The lymphoid-associated interleukin 7 receptor (IL-7R) regulates tissue resident macrophage development

The discovery of a fetal origin for tissue-resident macrophages (trMacs) has inspired an intense search for the mechanisms underlying their development. Here, we performed in vivo lineage tracing of cells with an expression history of IL-7Rα, a marker exclusively associated with the lymphoid lineage in adult hematopoiesis. Surprisingly, we found that IL7R-Cre labeled fetal-derived, adult trMacs. Labeling was almost complete in some tissues and partial in other organs.
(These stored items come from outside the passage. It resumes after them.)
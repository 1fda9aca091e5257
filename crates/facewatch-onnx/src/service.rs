//! [`FaceService`] backed by the SCRFD and ArcFace ONNX models.
//!
//! Model directory layout:
//!
//! ```text
//! <config_dir>/
//!   det_10g.onnx        SCRFD detector
//!   w600k_r50.onnx      ArcFace recognizer (selected by the method config)
//! ```

use crate::detector::{DetectorError, FaceDetector, DEFAULT_CONFIDENCE_THRESHOLD};
use crate::recognizer::{FaceRecognizer, RecognizerError};
use crate::tracker::TrackerParams;
use crate::video_worker::{StreamEngine, TrackingVideoWorker};
use facewatch_core::{
    BoundingBox, Capturer, FaceService, GatewayError, Recognizer, Sample, Template, VideoWorker,
    VideoWorkerParams,
};
use image::RgbImage;
use std::path::{Path, PathBuf};
use std::sync::Arc;

pub const DETECTOR_MODEL: &str = "det_10g.onnx";
pub const DEFAULT_METHOD: &str = "w600k_r50";

/// Margin added around the detected box on every side, relative to its size.
const CROP_MARGIN: f32 = 0.2;

impl From<DetectorError> for GatewayError {
    fn from(e: DetectorError) -> Self {
        match e {
            DetectorError::ModelNotFound(p) => GatewayError::Config(format!("model not found: {p}")),
            other => GatewayError::Backend(other.to_string()),
        }
    }
}

impl From<RecognizerError> for GatewayError {
    fn from(e: RecognizerError) -> Self {
        match e {
            RecognizerError::ModelNotFound(p) => GatewayError::Config(format!("model not found: {p}")),
            other => GatewayError::Backend(other.to_string()),
        }
    }
}

pub struct OnnxService {
    model_dir: PathBuf,
    confidence_threshold: f32,
    tracker: TrackerParams,
}

impl OnnxService {
    /// `license_dir` is accepted for command-line parity; ONNX models need no license.
    pub fn create(config_dir: &Path, license_dir: Option<&Path>) -> Result<Self, GatewayError> {
        if !config_dir.is_dir() {
            return Err(GatewayError::Config(format!(
                "model directory not found: {}",
                config_dir.display()
            )));
        }
        if let Some(dir) = license_dir {
            tracing::debug!(license_dir = %dir.display(), "license directory ignored by ONNX backend");
        }
        let detector = config_dir.join(DETECTOR_MODEL);
        if !detector.is_file() {
            return Err(GatewayError::Config(format!(
                "detector model not found: {}",
                detector.display()
            )));
        }

        tracing::info!(model_dir = %config_dir.display(), "ONNX face service ready");
        Ok(Self {
            model_dir: config_dir.to_path_buf(),
            confidence_threshold: DEFAULT_CONFIDENCE_THRESHOLD,
            tracker: TrackerParams::default(),
        })
    }

    pub fn with_tracker_params(mut self, tracker: TrackerParams) -> Self {
        self.tracker = tracker;
        self
    }

    pub fn with_confidence_threshold(mut self, threshold: f32) -> Self {
        self.confidence_threshold = threshold;
        self
    }

    fn recognizer_path(&self, method_config: &str) -> PathBuf {
        recognizer_model_path(&self.model_dir, method_config)
    }

    fn load_capturer(&self) -> Result<OnnxCapturer, GatewayError> {
        let detector = FaceDetector::load(&self.model_dir.join(DETECTOR_MODEL), self.confidence_threshold)?;
        Ok(OnnxCapturer { detector })
    }

    fn load_recognizer(&self, method_config: &str) -> Result<OnnxRecognizer, GatewayError> {
        let recognizer = FaceRecognizer::load(&self.recognizer_path(method_config))?;
        Ok(OnnxRecognizer { recognizer })
    }
}

/// Resolve a method config to a recognizer model file: a bare name gets `.onnx`
/// appended and is looked up in the model directory.
pub fn recognizer_model_path(model_dir: &Path, method_config: &str) -> PathBuf {
    let name = if method_config.is_empty() {
        DEFAULT_METHOD
    } else {
        method_config
    };
    let file = if Path::new(name).extension().is_some() {
        name.to_string()
    } else {
        format!("{name}.onnx")
    };
    model_dir.join(file)
}

impl FaceService for OnnxService {
    fn create_capturer(&self) -> Result<Box<dyn Capturer>, GatewayError> {
        Ok(Box::new(self.load_capturer()?))
    }

    fn create_recognizer(&self, method_config: &str) -> Result<Box<dyn Recognizer>, GatewayError> {
        Ok(Box::new(self.load_recognizer(method_config)?))
    }

    fn create_video_worker(
        &self,
        params: VideoWorkerParams,
        method_config: &str,
    ) -> Result<Arc<dyn VideoWorker>, GatewayError> {
        let engines = (0..params.streams_count)
            .map(|_| -> Result<StreamEngine, GatewayError> {
                Ok(StreamEngine {
                    capturer: Box::new(self.load_capturer()?),
                    recognizer: Box::new(self.load_recognizer(method_config)?),
                })
            })
            .collect::<Result<Vec<_>, _>>()?;

        let worker = TrackingVideoWorker::start(&params, self.tracker.clone(), engines)?;
        Ok(Arc::new(worker))
    }
}

pub struct OnnxCapturer {
    detector: FaceDetector,
}

impl Capturer for OnnxCapturer {
    fn capture(&mut self, image: &RgbImage) -> Result<Vec<Sample>, GatewayError> {
        let faces = self.detector.detect(image)?;
        Ok(faces
            .into_iter()
            .filter_map(|face| crop_face(image, face))
            .collect())
    }
}

/// Cut the face box plus margin out of `image`. `None` when the box lies outside.
pub fn crop_face(image: &RgbImage, face: BoundingBox) -> Option<Sample> {
    let (w, h) = (image.width() as f32, image.height() as f32);
    let mx = face.width * CROP_MARGIN;
    let my = face.height * CROP_MARGIN;
    let x0 = (face.x - mx).clamp(0.0, w);
    let y0 = (face.y - my).clamp(0.0, h);
    let x1 = (face.x + face.width + mx).clamp(0.0, w);
    let y1 = (face.y + face.height + my).clamp(0.0, h);

    let (cx, cy) = (x0.floor() as u32, y0.floor() as u32);
    let (cw, ch) = ((x1 - x0).round() as u32, (y1 - y0).round() as u32);
    if cw == 0 || ch == 0 {
        return None;
    }
    let crop = image::imageops::crop_imm(image, cx, cy, cw, ch).to_image();

    Some(Sample {
        track_id: 0,
        frame_id: 0,
        face,
        crop: Arc::new(crop),
        crop_origin: (cx, cy),
    })
}

pub struct OnnxRecognizer {
    recognizer: FaceRecognizer,
}

impl Recognizer for OnnxRecognizer {
    fn process(&mut self, sample: &Sample) -> Result<Template, GatewayError> {
        let landmarks = sample.crop_landmarks();
        let values = self.recognizer.extract(&sample.crop, landmarks.as_ref())?;
        Ok(Template {
            values,
            method: Some(self.recognizer.method().to_string()),
        })
    }

    fn method_name(&self) -> &str {
        self.recognizer.method()
    }
}

#[cfg(test)]
mod tests {
    use super::*;

    fn face(x: f32, y: f32, w: f32, h: f32) -> BoundingBox {
        BoundingBox { x, y, width: w, height: h, confidence: 0.9, landmarks: None }
    }

    #[test]
    fn test_crop_adds_margin_and_clamps() {
        let img = RgbImage::new(200, 100);
        let s = crop_face(&img, face(50.0, 20.0, 50.0, 50.0)).unwrap();
        assert_eq!(s.crop_origin, (40, 10));
        assert_eq!(s.crop.dimensions(), (70, 70));

        let s = crop_face(&img, face(180.0, 80.0, 50.0, 50.0)).unwrap();
        assert_eq!(s.crop_origin, (170, 70));
        assert_eq!(s.crop.dimensions(), (30, 30));
    }

    #[test]
    fn test_crop_outside_image_is_none() {
        let img = RgbImage::new(100, 100);
        assert!(crop_face(&img, face(300.0, 300.0, 20.0, 20.0)).is_none());
    }

    #[test]
    fn test_recognizer_model_path() {
        let dir = Path::new("/models");
        assert_eq!(recognizer_model_path(dir, ""), PathBuf::from("/models/w600k_r50.onnx"));
        assert_eq!(recognizer_model_path(dir, "glintr100"), PathBuf::from("/models/glintr100.onnx"));
        assert_eq!(recognizer_model_path(dir, "custom.onnx"), PathBuf::from("/models/custom.onnx"));
    }

    #[test]
    fn test_create_requires_detector_model() {
        let dir = tempfile::tempdir().unwrap();
        assert!(matches!(OnnxService::create(dir.path(), None), Err(GatewayError::Config(_))));
        assert!(matches!(
            OnnxService::create(Path::new("/nonexistent/models"), None),
            Err(GatewayError::Config(_))
        ));
    }
}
The putative progenitors of trMacs, yolk sac (YS) erythromyeloid progenitors (EMPs), did not express IL-7R, and YS hematopoiesis was unperturbed in IL-7R-deficient mice. In contrast, tracking of IL-7Rα message levels, surface protein expression, and IL7R-Cre-mediated labeling across fetal development revealed dynamic regulation of IL-7Rα mRNA expression and rapid upregulation of IL-7Rα surface protein upon transition from monocyte to macrophage within fetal tissues. Fetal liver monocyte differentiation in vitro produced IL-7R+ macrophages, supporting a direct progenitor-progeny relationship. Additionally, blockade of IL-7R function during late gestation specifically impaired the establishment of fetal-derived tissue macrophages in vivo. These data provide evidence for a distinct function of IL-7Rα in fetal myelopoiesis and identify IL-7R as a novel regulator of tissue-resident macrophage development.